▸ Work order
The material below contains a line with "pub trait Finalize<R, A>" and a line with "pub fn dropped_updates(&self)". Copy exactly those two lines and all lines between them.
[[ Supplied data, beginning ]]
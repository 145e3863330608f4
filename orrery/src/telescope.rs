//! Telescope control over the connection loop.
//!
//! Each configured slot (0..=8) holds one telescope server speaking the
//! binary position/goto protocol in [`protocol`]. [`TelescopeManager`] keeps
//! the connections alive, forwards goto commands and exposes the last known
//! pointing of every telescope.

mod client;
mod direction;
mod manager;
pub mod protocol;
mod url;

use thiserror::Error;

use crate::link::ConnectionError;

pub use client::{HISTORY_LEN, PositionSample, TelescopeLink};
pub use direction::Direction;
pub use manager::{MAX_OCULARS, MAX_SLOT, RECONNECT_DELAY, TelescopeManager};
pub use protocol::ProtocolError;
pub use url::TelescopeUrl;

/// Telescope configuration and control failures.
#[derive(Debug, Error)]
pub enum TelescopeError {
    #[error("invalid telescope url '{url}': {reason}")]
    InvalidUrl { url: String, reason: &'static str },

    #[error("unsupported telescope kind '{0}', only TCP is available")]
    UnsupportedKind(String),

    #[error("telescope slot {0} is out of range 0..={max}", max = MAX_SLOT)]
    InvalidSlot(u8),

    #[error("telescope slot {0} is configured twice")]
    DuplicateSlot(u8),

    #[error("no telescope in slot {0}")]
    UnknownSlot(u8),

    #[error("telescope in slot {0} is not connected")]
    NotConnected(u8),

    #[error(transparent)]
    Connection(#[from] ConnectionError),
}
[[ Supplied data, end ]]
[[ Supplied data, beginning ]]
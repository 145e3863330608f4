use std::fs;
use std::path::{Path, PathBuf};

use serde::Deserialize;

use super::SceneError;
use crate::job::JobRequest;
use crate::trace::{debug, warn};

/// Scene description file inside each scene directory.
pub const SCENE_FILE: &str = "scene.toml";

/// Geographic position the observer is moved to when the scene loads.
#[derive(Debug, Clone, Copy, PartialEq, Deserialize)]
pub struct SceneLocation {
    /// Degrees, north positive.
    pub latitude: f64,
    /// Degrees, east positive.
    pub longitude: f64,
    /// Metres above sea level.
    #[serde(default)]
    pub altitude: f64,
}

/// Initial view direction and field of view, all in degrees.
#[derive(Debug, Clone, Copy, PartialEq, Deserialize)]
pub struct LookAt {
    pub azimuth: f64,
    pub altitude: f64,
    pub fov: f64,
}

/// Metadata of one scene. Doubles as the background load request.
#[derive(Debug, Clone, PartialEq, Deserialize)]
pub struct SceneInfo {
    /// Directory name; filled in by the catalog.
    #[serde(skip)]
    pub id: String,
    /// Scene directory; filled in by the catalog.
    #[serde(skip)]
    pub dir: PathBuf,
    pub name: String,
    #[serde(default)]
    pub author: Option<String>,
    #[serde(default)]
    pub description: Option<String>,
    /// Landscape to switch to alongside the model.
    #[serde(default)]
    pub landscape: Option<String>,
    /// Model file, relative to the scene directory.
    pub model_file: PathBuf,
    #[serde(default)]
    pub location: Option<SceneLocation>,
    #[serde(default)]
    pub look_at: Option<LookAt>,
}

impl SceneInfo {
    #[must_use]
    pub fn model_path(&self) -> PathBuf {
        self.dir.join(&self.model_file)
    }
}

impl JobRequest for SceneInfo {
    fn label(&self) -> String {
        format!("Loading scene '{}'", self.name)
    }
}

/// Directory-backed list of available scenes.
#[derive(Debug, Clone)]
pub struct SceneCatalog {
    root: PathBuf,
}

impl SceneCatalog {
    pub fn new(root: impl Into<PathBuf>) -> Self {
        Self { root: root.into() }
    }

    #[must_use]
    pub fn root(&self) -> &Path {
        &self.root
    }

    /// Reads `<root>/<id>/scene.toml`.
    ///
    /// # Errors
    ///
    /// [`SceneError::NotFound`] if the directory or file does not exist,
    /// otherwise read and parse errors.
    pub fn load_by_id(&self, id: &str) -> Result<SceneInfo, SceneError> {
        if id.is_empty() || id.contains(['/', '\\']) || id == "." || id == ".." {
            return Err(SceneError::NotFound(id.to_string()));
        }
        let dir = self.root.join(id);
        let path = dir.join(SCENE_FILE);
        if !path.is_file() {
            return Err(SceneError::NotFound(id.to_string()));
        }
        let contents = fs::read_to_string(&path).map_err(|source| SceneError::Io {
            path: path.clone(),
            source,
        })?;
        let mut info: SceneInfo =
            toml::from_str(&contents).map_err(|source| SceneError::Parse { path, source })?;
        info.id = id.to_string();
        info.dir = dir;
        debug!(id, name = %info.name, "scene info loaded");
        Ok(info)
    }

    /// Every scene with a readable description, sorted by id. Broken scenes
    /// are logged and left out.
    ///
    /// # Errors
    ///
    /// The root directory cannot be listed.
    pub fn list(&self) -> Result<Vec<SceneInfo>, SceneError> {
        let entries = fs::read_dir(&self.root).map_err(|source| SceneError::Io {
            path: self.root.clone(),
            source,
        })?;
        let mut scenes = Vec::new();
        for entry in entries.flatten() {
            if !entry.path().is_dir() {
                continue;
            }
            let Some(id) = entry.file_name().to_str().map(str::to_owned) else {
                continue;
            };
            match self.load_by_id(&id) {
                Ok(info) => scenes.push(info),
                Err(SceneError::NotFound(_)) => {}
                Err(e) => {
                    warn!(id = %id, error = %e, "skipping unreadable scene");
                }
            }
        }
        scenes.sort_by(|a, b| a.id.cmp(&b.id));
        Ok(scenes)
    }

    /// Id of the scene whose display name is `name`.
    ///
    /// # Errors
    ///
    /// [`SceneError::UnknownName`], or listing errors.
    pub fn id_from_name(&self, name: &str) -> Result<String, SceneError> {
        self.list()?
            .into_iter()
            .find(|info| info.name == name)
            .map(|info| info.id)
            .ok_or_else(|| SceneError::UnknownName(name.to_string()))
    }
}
[[ Supplied data, end ]]
[[ Supplied data, beginning ]]
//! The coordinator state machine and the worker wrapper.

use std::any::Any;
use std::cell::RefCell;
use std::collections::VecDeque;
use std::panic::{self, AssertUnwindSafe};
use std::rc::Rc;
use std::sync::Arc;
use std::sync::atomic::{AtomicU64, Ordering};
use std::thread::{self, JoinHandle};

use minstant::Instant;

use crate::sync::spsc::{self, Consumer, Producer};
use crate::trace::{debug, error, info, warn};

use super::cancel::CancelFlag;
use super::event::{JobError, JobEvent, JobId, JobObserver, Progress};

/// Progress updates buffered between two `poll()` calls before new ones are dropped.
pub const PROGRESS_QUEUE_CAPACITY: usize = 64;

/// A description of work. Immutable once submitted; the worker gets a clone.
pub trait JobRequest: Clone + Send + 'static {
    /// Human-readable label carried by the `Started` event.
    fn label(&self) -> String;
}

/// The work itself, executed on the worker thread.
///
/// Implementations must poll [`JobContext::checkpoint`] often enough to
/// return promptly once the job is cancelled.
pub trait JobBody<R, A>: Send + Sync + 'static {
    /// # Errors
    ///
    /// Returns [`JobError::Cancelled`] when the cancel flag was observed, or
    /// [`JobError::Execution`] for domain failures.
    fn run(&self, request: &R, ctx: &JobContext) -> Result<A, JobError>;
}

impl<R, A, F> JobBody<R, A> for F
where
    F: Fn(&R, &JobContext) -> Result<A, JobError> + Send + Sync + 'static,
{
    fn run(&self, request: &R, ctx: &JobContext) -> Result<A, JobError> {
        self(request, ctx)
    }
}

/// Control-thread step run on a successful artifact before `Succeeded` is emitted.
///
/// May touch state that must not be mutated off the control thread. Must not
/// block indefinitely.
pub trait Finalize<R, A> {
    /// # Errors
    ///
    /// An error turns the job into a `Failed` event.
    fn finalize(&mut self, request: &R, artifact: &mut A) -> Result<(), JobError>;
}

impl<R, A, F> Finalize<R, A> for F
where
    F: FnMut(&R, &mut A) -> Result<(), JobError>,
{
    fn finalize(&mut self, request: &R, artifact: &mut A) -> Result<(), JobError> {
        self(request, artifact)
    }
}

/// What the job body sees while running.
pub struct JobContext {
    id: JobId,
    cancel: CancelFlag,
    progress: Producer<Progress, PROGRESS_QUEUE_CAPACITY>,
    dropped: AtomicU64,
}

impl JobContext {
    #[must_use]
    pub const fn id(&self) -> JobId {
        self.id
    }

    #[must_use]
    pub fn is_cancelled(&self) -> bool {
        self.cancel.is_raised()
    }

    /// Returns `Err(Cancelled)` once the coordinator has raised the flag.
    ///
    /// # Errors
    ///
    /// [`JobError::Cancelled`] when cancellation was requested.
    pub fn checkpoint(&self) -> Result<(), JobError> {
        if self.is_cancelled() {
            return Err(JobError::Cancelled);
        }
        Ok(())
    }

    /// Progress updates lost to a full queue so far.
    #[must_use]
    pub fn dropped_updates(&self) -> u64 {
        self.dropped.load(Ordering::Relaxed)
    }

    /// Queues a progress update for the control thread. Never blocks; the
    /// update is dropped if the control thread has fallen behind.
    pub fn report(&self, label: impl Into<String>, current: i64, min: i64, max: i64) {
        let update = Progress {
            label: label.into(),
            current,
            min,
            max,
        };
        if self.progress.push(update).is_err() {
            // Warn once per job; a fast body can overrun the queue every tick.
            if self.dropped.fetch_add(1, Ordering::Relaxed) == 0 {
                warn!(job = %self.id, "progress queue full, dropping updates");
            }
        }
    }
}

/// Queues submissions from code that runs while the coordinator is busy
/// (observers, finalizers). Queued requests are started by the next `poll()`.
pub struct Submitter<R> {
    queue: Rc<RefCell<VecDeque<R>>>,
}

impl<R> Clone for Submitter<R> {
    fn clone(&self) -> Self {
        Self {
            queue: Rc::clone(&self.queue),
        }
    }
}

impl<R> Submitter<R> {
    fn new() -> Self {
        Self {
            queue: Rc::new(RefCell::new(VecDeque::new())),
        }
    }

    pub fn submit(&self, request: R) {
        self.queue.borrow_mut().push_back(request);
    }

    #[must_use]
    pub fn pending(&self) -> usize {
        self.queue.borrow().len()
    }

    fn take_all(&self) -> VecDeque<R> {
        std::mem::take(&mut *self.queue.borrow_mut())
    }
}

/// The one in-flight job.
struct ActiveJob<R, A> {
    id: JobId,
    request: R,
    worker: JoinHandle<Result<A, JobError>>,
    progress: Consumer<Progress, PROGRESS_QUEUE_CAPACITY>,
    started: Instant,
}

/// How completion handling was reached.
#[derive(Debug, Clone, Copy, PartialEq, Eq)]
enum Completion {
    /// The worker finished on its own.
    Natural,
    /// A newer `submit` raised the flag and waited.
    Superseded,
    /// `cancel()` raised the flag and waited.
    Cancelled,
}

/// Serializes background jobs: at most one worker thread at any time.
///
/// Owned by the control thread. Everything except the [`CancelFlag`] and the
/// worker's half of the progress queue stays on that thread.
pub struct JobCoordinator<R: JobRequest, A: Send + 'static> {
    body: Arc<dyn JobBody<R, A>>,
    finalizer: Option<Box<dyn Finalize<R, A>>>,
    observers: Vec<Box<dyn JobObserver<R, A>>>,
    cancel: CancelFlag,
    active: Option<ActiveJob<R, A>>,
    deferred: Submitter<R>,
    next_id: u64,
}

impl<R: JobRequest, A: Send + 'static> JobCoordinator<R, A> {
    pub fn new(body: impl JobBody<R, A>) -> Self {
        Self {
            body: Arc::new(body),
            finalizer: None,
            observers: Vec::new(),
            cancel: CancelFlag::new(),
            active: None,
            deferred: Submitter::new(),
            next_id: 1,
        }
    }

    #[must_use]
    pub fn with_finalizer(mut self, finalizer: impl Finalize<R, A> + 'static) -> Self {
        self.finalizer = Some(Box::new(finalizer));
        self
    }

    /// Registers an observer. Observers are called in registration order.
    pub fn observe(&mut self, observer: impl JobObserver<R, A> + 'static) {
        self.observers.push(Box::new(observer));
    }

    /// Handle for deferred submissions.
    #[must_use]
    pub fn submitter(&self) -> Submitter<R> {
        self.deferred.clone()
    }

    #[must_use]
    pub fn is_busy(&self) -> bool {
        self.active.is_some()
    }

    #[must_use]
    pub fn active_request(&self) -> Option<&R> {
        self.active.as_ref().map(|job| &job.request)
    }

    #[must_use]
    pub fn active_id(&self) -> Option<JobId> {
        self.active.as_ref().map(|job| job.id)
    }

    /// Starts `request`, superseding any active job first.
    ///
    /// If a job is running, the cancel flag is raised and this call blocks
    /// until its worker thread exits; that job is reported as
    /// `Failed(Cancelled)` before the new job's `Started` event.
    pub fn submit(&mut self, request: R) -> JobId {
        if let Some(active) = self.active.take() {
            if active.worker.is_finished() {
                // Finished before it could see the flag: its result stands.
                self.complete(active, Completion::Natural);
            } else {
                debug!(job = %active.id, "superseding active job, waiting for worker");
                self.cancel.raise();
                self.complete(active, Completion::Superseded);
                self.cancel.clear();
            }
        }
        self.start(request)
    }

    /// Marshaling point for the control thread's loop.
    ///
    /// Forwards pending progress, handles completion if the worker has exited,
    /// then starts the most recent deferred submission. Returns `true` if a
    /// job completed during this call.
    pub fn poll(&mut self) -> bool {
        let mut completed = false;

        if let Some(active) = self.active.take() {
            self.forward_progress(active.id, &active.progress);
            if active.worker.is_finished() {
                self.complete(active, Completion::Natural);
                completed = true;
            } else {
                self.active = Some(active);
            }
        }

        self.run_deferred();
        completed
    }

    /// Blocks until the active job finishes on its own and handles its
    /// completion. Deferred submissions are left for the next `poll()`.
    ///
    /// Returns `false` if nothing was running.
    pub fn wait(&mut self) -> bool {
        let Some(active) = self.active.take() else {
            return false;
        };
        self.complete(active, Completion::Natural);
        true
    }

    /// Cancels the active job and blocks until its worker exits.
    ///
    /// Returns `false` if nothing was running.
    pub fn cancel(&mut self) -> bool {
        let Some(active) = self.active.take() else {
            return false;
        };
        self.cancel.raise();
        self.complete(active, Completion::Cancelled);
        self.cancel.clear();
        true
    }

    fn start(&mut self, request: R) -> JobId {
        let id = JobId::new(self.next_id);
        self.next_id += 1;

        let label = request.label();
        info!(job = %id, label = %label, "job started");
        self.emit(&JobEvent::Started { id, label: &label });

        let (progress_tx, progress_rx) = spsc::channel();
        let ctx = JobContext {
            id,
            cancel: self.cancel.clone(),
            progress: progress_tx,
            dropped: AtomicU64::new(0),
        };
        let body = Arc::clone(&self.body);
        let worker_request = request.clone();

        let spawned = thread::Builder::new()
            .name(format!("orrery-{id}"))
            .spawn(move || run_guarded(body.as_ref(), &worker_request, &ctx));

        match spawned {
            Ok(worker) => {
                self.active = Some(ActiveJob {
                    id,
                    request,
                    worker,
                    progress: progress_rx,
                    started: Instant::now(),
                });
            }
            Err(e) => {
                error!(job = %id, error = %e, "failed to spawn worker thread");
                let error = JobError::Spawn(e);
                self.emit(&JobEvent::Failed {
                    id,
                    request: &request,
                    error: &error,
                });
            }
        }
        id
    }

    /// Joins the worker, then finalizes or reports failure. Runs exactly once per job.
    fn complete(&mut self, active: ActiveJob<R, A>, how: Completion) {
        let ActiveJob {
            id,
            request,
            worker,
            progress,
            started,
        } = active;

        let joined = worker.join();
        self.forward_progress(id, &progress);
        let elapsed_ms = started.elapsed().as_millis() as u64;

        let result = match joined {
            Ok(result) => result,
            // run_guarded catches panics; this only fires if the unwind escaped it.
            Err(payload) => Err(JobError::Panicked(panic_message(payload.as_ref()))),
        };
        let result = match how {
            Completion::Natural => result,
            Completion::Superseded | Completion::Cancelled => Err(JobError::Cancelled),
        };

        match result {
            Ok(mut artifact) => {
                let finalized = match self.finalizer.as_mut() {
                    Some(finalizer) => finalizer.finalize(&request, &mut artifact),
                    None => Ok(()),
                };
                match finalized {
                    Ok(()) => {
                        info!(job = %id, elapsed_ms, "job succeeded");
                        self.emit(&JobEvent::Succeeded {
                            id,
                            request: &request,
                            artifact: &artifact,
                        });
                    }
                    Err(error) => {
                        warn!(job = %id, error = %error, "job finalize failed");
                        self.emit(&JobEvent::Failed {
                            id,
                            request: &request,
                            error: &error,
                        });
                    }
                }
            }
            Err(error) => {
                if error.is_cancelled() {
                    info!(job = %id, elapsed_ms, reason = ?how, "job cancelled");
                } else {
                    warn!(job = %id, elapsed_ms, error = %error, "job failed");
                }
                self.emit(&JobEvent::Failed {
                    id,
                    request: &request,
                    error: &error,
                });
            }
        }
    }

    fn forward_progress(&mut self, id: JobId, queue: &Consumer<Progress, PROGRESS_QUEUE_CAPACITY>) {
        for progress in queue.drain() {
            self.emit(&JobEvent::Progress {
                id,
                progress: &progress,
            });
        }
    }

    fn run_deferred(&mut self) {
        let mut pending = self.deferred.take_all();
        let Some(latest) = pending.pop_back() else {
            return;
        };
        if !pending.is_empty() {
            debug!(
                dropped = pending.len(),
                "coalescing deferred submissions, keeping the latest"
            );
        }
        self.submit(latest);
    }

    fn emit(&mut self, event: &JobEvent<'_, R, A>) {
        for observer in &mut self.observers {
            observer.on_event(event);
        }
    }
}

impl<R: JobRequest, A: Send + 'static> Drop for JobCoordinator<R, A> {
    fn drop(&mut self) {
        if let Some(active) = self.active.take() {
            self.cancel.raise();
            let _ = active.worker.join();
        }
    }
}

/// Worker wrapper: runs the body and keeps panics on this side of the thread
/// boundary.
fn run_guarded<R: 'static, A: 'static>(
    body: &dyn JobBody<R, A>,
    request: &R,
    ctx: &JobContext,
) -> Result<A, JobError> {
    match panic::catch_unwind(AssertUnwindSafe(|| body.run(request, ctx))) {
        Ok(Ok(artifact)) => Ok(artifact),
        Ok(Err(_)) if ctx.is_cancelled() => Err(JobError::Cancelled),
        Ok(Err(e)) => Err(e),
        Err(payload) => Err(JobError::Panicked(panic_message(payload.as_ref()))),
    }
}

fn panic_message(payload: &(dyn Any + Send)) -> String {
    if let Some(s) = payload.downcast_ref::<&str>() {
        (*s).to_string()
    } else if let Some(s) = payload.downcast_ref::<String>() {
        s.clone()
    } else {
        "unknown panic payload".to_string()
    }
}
[[ Supplied data, end ]]
▸ Exercise result
pub trait Finalize<R, A> {
    /// # Errors
    ///
    /// An error turns the job into a `Failed` event.
    fn finalize(&mut self, request: &R, artifact: &mut A) -> Result<(), JobError>;
}

impl<R, A, F> Finalize<R, A> for F
where
    F: FnMut(&R, &mut A) -> Result<(), JobError>,
{
    fn finalize(&mut self, request: &R, artifact: &mut A) -> Result<(), JobError> {
        self(request, artifact)
    }
}

/// What the job body sees while running.
pub struct JobContext {
    id: JobId,
    cancel: CancelFlag,
    progress: Producer<Progress, PROGRESS_QUEUE_CAPACITY>,
    dropped: AtomicU64,
}

impl JobContext {
    #[must_use]
    pub const fn id(&self) -> JobId {
        self.id
    }

    #[must_use]
    pub fn is_cancelled(&self) -> bool {
        self.cancel.is_raised()
    }

    /// Returns `Err(Cancelled)` once the coordinator has raised the flag.
    ///
    /// # Errors
    ///
    /// [`JobError::Cancelled`] when cancellation was requested.
    pub fn checkpoint(&self) -> Result<(), JobError> {
        if self.is_cancelled() {
            return Err(JobError::Cancelled);
        }
        Ok(())
    }

    /// Progress updates lost to a full queue so far.
    #[must_use]
    pub fn dropped_updates(&self) -> u64 {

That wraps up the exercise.